Chasing the Pipe Dreams of a Fantasised Modernity

In India, metropolises are largely perceived as the gateway to national prosperity. In addition to concentrate capital and employment, they also symbolically embody the modernity envisioned by the elites. Henceforth, metropolises ought to be performant, but also global, shining and spectacular. This idealized urban imaginary comes with a strong “technological fetichism” (p. 125), which is to say the firm belief that engineering and IT innovations are the key solutions to all problems. Yet, for M.-H. Zérah, this “incantation to modernity” clashes heads-on with reality.

First of all, the “obsession with metropolises” (p. 70) has translated into a growing marginalization of smaller cities. Contrary to popular belief, the bulk of urbanisation in India is not occurring in megacities, but in more modest, unassuming locations. In India, 70% of urban dwellers live in cities with a population inferior to one million inhabitants. M.-H. Zérah calls this phenomenon « subaltern urbanisation » (p. 68). Yet, policy makers have largely ignored this trend and concentrated most investments in larger cities, as it was the case with the Jawaharlal Nehru National Urban Renewal Mission (JNNURM), and now with the Atal Mission for Rejuvenation and Urban Transformation (AMRUT) and the Smart Cities Mission. As a consequence, smaller urban units—particularly census towns and cities with a population under 100,000 residents—suffer from harsh infrastructural deficiencies.
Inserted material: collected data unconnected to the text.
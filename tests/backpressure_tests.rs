//! Submission backpressure and input validation.
//!
//! A full pending queue must reject new work immediately without touching
//! the store, while recycled jobs are always readmitted.


use bytes::Bytes;

use snark_coordinator::error::{CoordinatorError, ErrorKind};
use snark_coordinator::store::{JobStatus, SubmitOptions};
use test_harness::{coordinator, jid, register, submit, test_config, wid};

#[tokio::test]
async fn full_queue_rejects_with_resource_exhausted() {
    let coord = coordinator(test_config().with_max_pending_jobs(2));
    submit(&coord, "a").await;
    submit(&coord, "b").await;

    let options = SubmitOptions {
        job_id: Some(jid("c")),
        ..Default::default()
    };
    let err = coord
        .submit(Bytes::from_static(b"witness"), options)
        .await
        .unwrap_err();
    assert_eq!(err, CoordinatorError::CoordinatorBusy { depth: 2, limit: 2 });
    assert_eq!(err.kind(), ErrorKind::ResourceExhausted);

    // Nothing was stored for the rejected submission.
    assert_eq!(coord.list_jobs().await.len(), 2);
    assert_eq!(
        coord.status(&jid("c")).await.unwrap_err(),
        CoordinatorError::JobNotFound(jid("c"))
    );
    assert_eq!(coord.summary().await.jobs.pending, 2);
}

#[tokio::test]
async fn draining_the_queue_admits_new_work() {
    let coord = coordinator(test_config().with_max_pending_jobs(1));
    submit(&coord, "a").await;

    register(&coord, "w1", 1).await;
    assert_eq!(coord.summary().await.queue_depth, 0);

    submit(&coord, "b").await;
    assert_eq!(coord.queued_jobs().await, vec![jid("b")]);
}

#[tokio::test]
async fn recycled_jobs_bypass_the_depth_limit() {
    let coord = coordinator(test_config().with_max_pending_jobs(1));
    register(&coord, "w1", 1).await;
    submit(&coord, "a").await;
    submit(&coord, "b").await;
    assert_eq!(coord.summary().await.queue_depth, 1);

    coord.disconnect_worker(&wid("w1")).await.unwrap();
    assert_eq!(coord.queued_jobs().await, vec![jid("a"), jid("b")]);
    assert_eq!(
        coord.status(&jid("a")).await.unwrap().state,
        JobStatus::Pending
    );
}

#[tokio::test]
async fn invalid_submissions_are_rejected() {
    let coord = coordinator(test_config().with_max_payload_bytes(8));

    let err = coord
        .submit(Bytes::new(), SubmitOptions::default())
        .await
        .unwrap_err();
    assert!(matches!(err, CoordinatorError::InvalidPayload(_)));

    let err = coord
        .submit(Bytes::from_static(b"far too large"), SubmitOptions::default())
        .await
        .unwrap_err();
    assert_eq!(err, CoordinatorError::PayloadTooLarge { size: 13, limit: 8 });

    let options = SubmitOptions {
        job_id: Some(jid("has space")),
        ..Default::default()
    };
    let err = coord
        .submit(Bytes::from_static(b"ok"), options)
        .await
        .unwrap_err();
    assert!(matches!(err, CoordinatorError::InvalidJobId(_)));

    submit(&coord, "dup").await;
    let options = SubmitOptions {
        job_id: Some(jid("dup")),
        ..Default::default()
    };
    let err = coord
        .submit(Bytes::from_static(b"ok"), options)
        .await
        .unwrap_err();
    assert_eq!(err, CoordinatorError::DuplicateJob(jid("dup")));
    assert_eq!(err.kind(), ErrorKind::Conflict);

    assert_eq!(coord.list_jobs().await.len(), 1);
}

#[tokio::test]
async fn generated_ids_are_unique() {
    let coord = coordinator(test_config());
    let a = coord
        .submit(Bytes::from_static(b"x"), SubmitOptions::default())
        .await
        .unwrap();
    let b = coord
        .submit(Bytes::from_static(b"x"), SubmitOptions::default())
        .await
        .unwrap();
    assert_ne!(a, b);
    assert_eq!(a.as_str().len(), 36);
}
Additionally, the prevailing fantasied imaginary of urban modernity implies a strong tilt towards large, costly yet flamboyant projects to the detriment of more worldly basic services, viewed “neither as an emergency, nor as a priority” (p. 113). In New Delhi, for instance, motorised flyovers have received tremendously more financial attention than sanitation infrastructures, despite urgent needs in the matter (p. 112). This “developmentalist” approach also favours constructions at the expense of operations, leading to situations like in Dhanbad, where a new sewerage network was set up but no budget was allocated for its maintenance (p. 105).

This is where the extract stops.